Good Debt Bad Debt And A Borrower’s Attitude
Mar 8th, 2011 | By tomcat | Category: Borrowing Advice, Debt ProblemsLast Month being February of 2011 the Minister of Finance for Canadians has turned his eye to the heavy level of debt loads that Canadians have been piling up on lines of credit. The debt problem looming that doesn’t seem to get any better, is the continual use of lines of credit being topped up and topped up as the lending institution raises the amount that can be borrowed. Canadians are falling into the trap of borrowing more and more and getting to the point of making interest only payments with no thought of debt retirement. Really this type of credit is nothing different than a credit card with lower interest rates yet higher than a typical mortgage. Lines of credit are accumulating compound interest and causing a huge burden as the borrower has no way of paying them off or a plan in place to do so.
Canadians are in debt to the tune of 1.48 dollars for every dollar they earn. This would not necessarily be alarming if it was simply mortgage debt. But lines of credit or worst yet revolving debt such as credit cards that run much higher interest rates will eventually cause many people to go bankrupt.
The attitude of have it now and pay for it later has been adopted by many Canadians as well as Americans and this is one major cause of the debt problems faced by the majority of the working class today. You’ve probably heard advertisements such as a furniture company that offers no payments until 2015 which is completely ridiculous for someone to do, yet many will. Just think about this for a moment. Yikes the furniture would be worn out by then especially if you have children. So if you did this deal you’d be in debt come 2015 with virtually nothing to show for it.
So what is good debt if there is such a thing? It is debt that you utilize to buy something that appreciates in value for the most part. A home mortgage is an example of good debt only if you as a consumer can afford the mortgage based on real income. You should never buy a house that you borrow more than 75% of its value as well as never borrowing more than 3 times your yearly income for a mortgage. If you can’t afford a home under those parameters then don’t buy one yet. It’s as simple as that. Saving up a down payment is the issue and you need to address that instead of locking into a mortgage way above your ability to pay. There are ways to deal with saving for a down payment. One way would be to work a second part time job and bank the whole thing. Find ways to make extra money that you could save up. Sometimes, if you’re lucky parents will help out with interest free loans that you can pay back later on when you can afford it better. There are many other ways but all of them take time to implement, so be patient. Buying a home at the right time is also a wise move. Follow the real estate pricing and the economy. In the last few years there are opportunities to buy homes for greatly reduced prices if you were one of the smart ones who still have a stable job and managed to save that crucial down payment.

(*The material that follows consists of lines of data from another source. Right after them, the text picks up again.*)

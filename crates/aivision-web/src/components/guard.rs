//! Session-expiry guard

use crate::context::use_app_context;
use leptos::prelude::*;
use leptos_router::components::Redirect;

/// Watches a controller's session-expired flag; on expiry, syncs the
/// shell's auth state and bounces to the login screen with no notice
#[component]
pub fn ExpiryGuard(
    /// The controller's `session_expired` flag
    #[prop(into)]
    expired: Signal<bool>,
) -> impl IntoView {
    let context = use_app_context();
    Effect::new(move |_| {
        if expired.get() {
            context.note_session_expired();
        }
    });

    view! {
        <Show when=move || expired.get()>
            <Redirect path="/login" />
        </Show>
    }
}
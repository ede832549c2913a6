//! Login page
//!
//! Real credential verification happens in the identity service; this
//! screen stores the issued operator id and access token in the injected
//! session store and routes to the dashboard.

use crate::components::TextField;
use crate::context::use_app_context;
use leptos::prelude::*;
use leptos_router::components::Redirect;

/// Login page component
#[component]
pub fn Login() -> impl IntoView {
    let context = use_app_context();

    let operator_id = RwSignal::new(String::new());
    let token = RwSignal::new(String::new());
    let error = RwSignal::new(Option::<String>::None);
    let done = RwSignal::new(false);

    let submit = move |_| {
        let token_value = token.get();
        let token_value = token_value.trim();
        match operator_id.get().trim().parse::<i64>() {
            Ok(puid) if !token_value.is_empty() => {
                context.login(token_value, puid);
                done.set(true);
            }
            _ => {
                error.set(Some(
                    "Enter the operator id and access token issued for this console.".to_string(),
                ));
            }
        }
    };

    view! {
        <Show when=move || done.get()>
            <Redirect path="/" />
        </Show>
        <div class="login">
            <h2>"Sign in to AI Vision Admin"</h2>
            {move || {
                error.get().map(|message| view! { <p class="notice notice-error">{message}</p> })
            }}
            <div class="login-form">
                <TextField label="Operator id" value=operator_id placeholder="e.g. 42" />
                <TextField label="Access token" value=token placeholder="Paste your token" />
                <button class="btn btn-primary" on:click=submit>
                    "Sign in"
                </button>
            </div>
        </div>
    }
}
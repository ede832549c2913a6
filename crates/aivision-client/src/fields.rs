//! Record-to-form-field flattening
//!
//! Mutation requests carry the full resource field set as flat string
//! fields, whichever transport carries them. Nulls are omitted entirely,
//! booleans travel as `true`/`false`, and numbers in their decimal form —
//! the same shape the original form submission produced.

use aivision_core::{Error, Result};
use serde::Serialize;
use serde_json::Value;

/// Flatten a record into wire form fields
///
/// # Errors
///
/// Returns [`Error::Serialization`] if the record cannot be serialized, or
/// [`Error::Configuration`] if it does not serialize to a JSON object.
pub fn wire_fields<T: Serialize>(record: &T) -> Result<Vec<(String, String)>> {
    let value = serde_json::to_value(record)?;
    let Value::Object(map) = value else {
        return Err(Error::configuration(
            "record did not serialize to an object",
        ));
    };

    let mut fields = Vec::with_capacity(map.len());
    for (key, value) in map {
        match value {
            Value::Null => {}
            Value::String(s) => fields.push((key, s)),
            Value::Bool(b) => fields.push((key, b.to_string())),
            Value::Number(n) => fields.push((key, n.to_string())),
            other => fields.push((key, other.to_string())),
        }
    }
    Ok(fields)
}

#[cfg(test)]
#[allow(clippy::missing_panics_doc)]
mod tests {
    use super::*;
    use aivision_core::resources::{Camera, Client};
    use pretty_assertions::assert_eq;

    fn field<'a>(fields: &'a [(String, String)], key: &str) -> Option<&'a str> {
        fields
            .iter()
            .find(|(k, _)| k == key)
            .map(|(_, v)| v.as_str())
    }

    #[test]
    fn test_strings_and_numbers_flatten() {
        let camera = Camera {
            id: Some(9),
            name: "Gate".to_string(),
            rtsp_link: "rtsp://cam/1".to_string(),
            latitude: Some(18.52),
            ..Camera::default()
        };

        let fields = wire_fields(&camera).unwrap();

        assert_eq!(field(&fields, "id"), Some("9"));
        assert_eq!(field(&fields, "name"), Some("Gate"));
        assert_eq!(field(&fields, "rtspLink"), Some("rtsp://cam/1"));
        assert_eq!(field(&fields, "latitude"), Some("18.52"));
    }

    #[test]
    fn test_nulls_are_omitted() {
        let camera = Camera::default();
        let fields = wire_fields(&camera).unwrap();

        assert_eq!(field(&fields, "id"), None);
        assert_eq!(field(&fields, "about"), None);
        assert_eq!(field(&fields, "city"), None);
    }

    #[test]
    fn test_booleans_travel_as_words() {
        let client = Client {
            name: "Ops".to_string(),
            email: "ops@example.com".to_string(),
            mobile: "1".to_string(),
            camera_id: Some(2),
            send_sms: true,
            ..Client::default()
        };

        let fields = wire_fields(&client).unwrap();

        assert_eq!(field(&fields, "sendSMS"), Some("true"));
        assert_eq!(field(&fields, "sendWhatsapp"), Some("false"));
        assert_eq!(field(&fields, "status"), Some("true"));
    }
}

So how do we as Canadians and Americans solve this problem of bad debt? Perhaps focusing on good debt and educating consumers, teaching them what good debt is, verses bad debt would be a way of eventually turning this problem around. Our parents frowned on going into debt for anything other than a house, and if they did have credit cards they paid them off quickly. A credit card was used only as a last resort and they paid everything in cash only as they could afford it. Living within your means and knowing the difference between a want and a need is wisdom in action.
A second mortgage as an option when there is sufficient equity in a home to help out with a financial need is sometimes a good way of handling a borrowing situation with a lower interest rate than using a credit card.
In short start changing your attitude to borrow only when it is absolutely necessary.